Graine de champion est une coproduction documentaire entre Suède et Norvège et à visée pédagogique. C’est sa première qualité comme sa limite. Le film réalisé à quatre mains se compose de trois segments mettant en scène des préadolescents dans leur pratique des sports de compétition. Le meilleur sera le premier car il s’invite au plus près et même en plein milieu de la relation amoureuse naissante entre un jeune escrimeur et sa partenaire. Sans en faire le sujet principal, il fait mouche dans la description des difficultés à progresser dans la compétition et reste du côté des enfants plutôt que de leur entraîneur. Mais le film qui a le plus fasciné les scolaires présents, était celui d’un jeune sumo, qui là encore nous met au centre du tatami et nous fait donc découvrir de l’intérieur, un sport souvent caricaturé chez nous ou en tout cas mal compris. Dommage que le segment russe sur la danse n’apporte pas grand-chose à l’enseignement classique d’une discipline qu’on savait déjà être assez douloureuse et même militaire. Trop distancié, il ne nous permet jamais d’approcher la réalité intérieure de la jeune Nastya qui paraîtrait presque geignarde et obsessionnelle, autrement dit en difficulté dans le moule inamovible d’un Art antédiluvien, plus que sympathique. Dans tous les cas, le film se garde de bien d’apporter la moindre critique à l’esprit de compétition et à la pédagogie très archaïque telle qu’entraperçue ici. Le film vaut pour ces portraits rapprochés qui valent bien des discours. Il préfère sans doute laisser émerger la critique depuis l’esprit aiguisé de de son jeune auditoire, visiblement intéressés et diserts après cette séance. À réunirr pour un double mixte, un binôme ou un simple contrechamp fictionnel avec le Terre battue de Stéphane Demoustier.

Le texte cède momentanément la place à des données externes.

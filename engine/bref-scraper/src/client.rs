//! Rate-limited Basketball Reference fetcher.

use anyhow::{Context, Result};
use chrono::NaiveDate;
use regex::Regex;
use reqwest::Client;
use scraper::Html;
use std::time::Duration;
use tracing::debug;

const BASE_URL: &str = "https://www.basketball-reference.com";

/// Fixed pause before every request. The site informally allows ~20
/// requests per minute; 3.5s keeps a full run safely under that.
const REQUEST_DELAY: Duration = Duration::from_millis(3500);

const USER_AGENT: &str = "Mozilla/5.0 (Macintosh)";

/// HTTP client for Basketball Reference pages.
pub struct BrefClient {
    client: Client,
}

impl BrefClient {
    pub fn new() -> Result<Self> {
        let client = Client::builder()
            .timeout(Duration::from_secs(30))
            .user_agent(USER_AGENT)
            .build()
            .context("Failed to create HTTP client")?;
        Ok(Self { client })
    }

    /// Box score page for a game, keyed by date and the home team's code.
    pub fn box_score_url(home_abbrev: &str, date: NaiveDate) -> String {
        format!(
            "{BASE_URL}/boxscores/{}0{}.html",
            date.format("%Y%m%d"),
            crate::normalize::to_bref(home_abbrev)
        )
    }

    /// Team roster page. The site keys team pages by the season's ending
    /// year, so season 2025 fetches `/teams/BOS/2026.html`.
    pub fn roster_url(team_abbrev: &str, season: i32) -> String {
        format!(
            "{BASE_URL}/teams/{}/{}.html",
            crate::normalize::to_bref(team_abbrev),
            season + 1
        )
    }

    /// Player page, keyed by the slug's first letter and the slug.
    pub fn player_url(slug: &str) -> String {
        let letter = slug.get(..1).unwrap_or_default();
        format!("{BASE_URL}/players/{letter}/{slug}.html")
    }

    /// GET a page and parse it, honoring the fixed inter-request delay.
    ///
    /// Non-success statuses are errors; callers log them and skip the unit.
    pub async fn fetch(&self, url: &str) -> Result<Html> {
        tokio::time::sleep(REQUEST_DELAY).await;
        debug!("Fetching {}", url);

        let response = self
            .client
            .get(url)
            .send()
            .await
            .with_context(|| format!("Failed to fetch {url}"))?;
        if !response.status().is_success() {
            anyhow::bail!("HTTP {} for {url}", response.status());
        }
        let html = response
            .text()
            .await
            .context("Failed to read response body")?;
        Ok(Html::parse_document(&unmask_comments(&html)))
    }
}

/// Rewrite commented-out markup back into live markup.
///
/// The site ships its "advanced" tables inside HTML comments and reveals
/// them with JavaScript; a parsed document would not contain them. This is
/// a text pre-pass that runs before the document is parsed, not a DOM
/// operation.
pub fn unmask_comments(html: &str) -> String {
    let pattern = Regex::new(r"(?s)<!--\s*(<div[^>]*>.*?</div>)\s*-->").unwrap();
    pattern.replace_all(html, "$1").into_owned()
}

#[cfg(test)]
mod tests {
    use super::*;
    use crate::tables::find_table;

    #[test]
    fn url_builders_translate_abbreviations() {
        let date = NaiveDate::from_ymd_opt(2024, 10, 22).unwrap();
        assert_eq!(
            BrefClient::box_score_url("PHX", date),
            "https://www.basketball-reference.com/boxscores/202410220PHO.html"
        );
        assert_eq!(
            BrefClient::roster_url("BKN", 2024),
            "https://www.basketball-reference.com/teams/BRK/2025.html"
        );
        assert_eq!(
            BrefClient::player_url("curryst01"),
            "https://www.basketball-reference.com/players/c/curryst01.html"
        );
    }

    #[test]
    fn unmasking_reveals_hidden_tables() {
        let html = r#"<html><body>
            <!--
            <div class="table_container">
            <table id="box-BOS-game-advanced"><thead><tr><th data-stat="player">P</th></tr></thead><tbody></tbody></table>
            </div>
            -->
        </body></html>"#;

        let hidden = Html::parse_document(html);
        assert!(find_table(&hidden, "box-BOS-game-advanced").is_none());

        let revealed = Html::parse_document(&unmask_comments(html));
        assert!(find_table(&revealed, "box-BOS-game-advanced").is_some());
    }

    #[tokio::test]
    async fn fetch_rejects_non_success_status() {
        use std::io::{Read, Write};

        let listener = std::net::TcpListener::bind("127.0.0.1:0").unwrap();
        let addr = listener.local_addr().unwrap();
        std::thread::spawn(move || {
            if let Ok((mut stream, _)) = listener.accept() {
                let mut buf = [0u8; 1024];
                let _ = stream.read(&mut buf);
                let _ = stream.write_all(
                    b"HTTP/1.1 404 Not Found\r\ncontent-length: 0\r\nconnection: close\r\n\r\n",
                );
            }
        });

        let client = BrefClient::new().unwrap();
        let err = client
            .fetch(&format!("http://{addr}/boxscores/999999990XXX.html"))
            .await
            .unwrap_err();
        assert!(err.to_string().contains("404"));
    }
}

Le film suivant est emblématique de cette démarche pédagogique. Sa réception dithyrambique en festivals étonne plus. Keeper affiche un sujet que n’aurait pas renié jadis les Dossiers de l’écran, emballé avec une esthétique réaliste qui trahit ses origines belges ( mais également franco-suisses ). Il nous présente, l’idylle, la relation tumultueuse et les péripéties de Mélanie et Maxime, trente ans tout rond à eux deux. Ou deux et demi, et bientôt trois si on ne les en empêche. C’est donc l’histoire d’un jeune couple qui décide de garder l’enfant qu’ils ont conçu par accident. On ne met pas en doute la réalité sociologique du thème, mais il faut noter qu’il y a un vrai engouement pour ce type de sujets, très représentés dans le cinéma français ( parfois avec plus de lyrisme comme dans le 17 filles des sœurs Coulin ). La qualité du film tient moins à son écriture qu’à l’investissement de ses comédiens adultes ( au premier rang desquels l’excellente Laetitia Dosch ) et à la révélation du couple principal, Galatéa Bellugi et pour le beau rôle, Kacey Mottet Klein. Parce qu’il adopte leur point de vue, le film se regarde avec plaisir et intérêt. Las, il tombe dans les travers du psychodrame, glissant trop rapidement vers une fin peut-être moins facile, mais qui voit triompher l’ordre et la responsabilité. En s’attachant à suivre Maxime – il se perd un peu au centre de sélection -, il limite un peu son sujet jusqu’à charger la pauvre Mélanie de l’histoire non réglée de sa marâtre pour laquelle nous compatissons cependant. Même si la fin est jolie et Kacey Mottet Klein exceptionnel, il manque ici le point de vue de l’enfant, au sens plein du terme. Guillaume Senez fait preuve d’une belle maturité dans sa direction d’acteurs et sa capacité à mener au bout son projet, il lui reste à remettre en cause son apprentissage s’il ne veut pas lui aussi, rentrer tête baissée dans le rang.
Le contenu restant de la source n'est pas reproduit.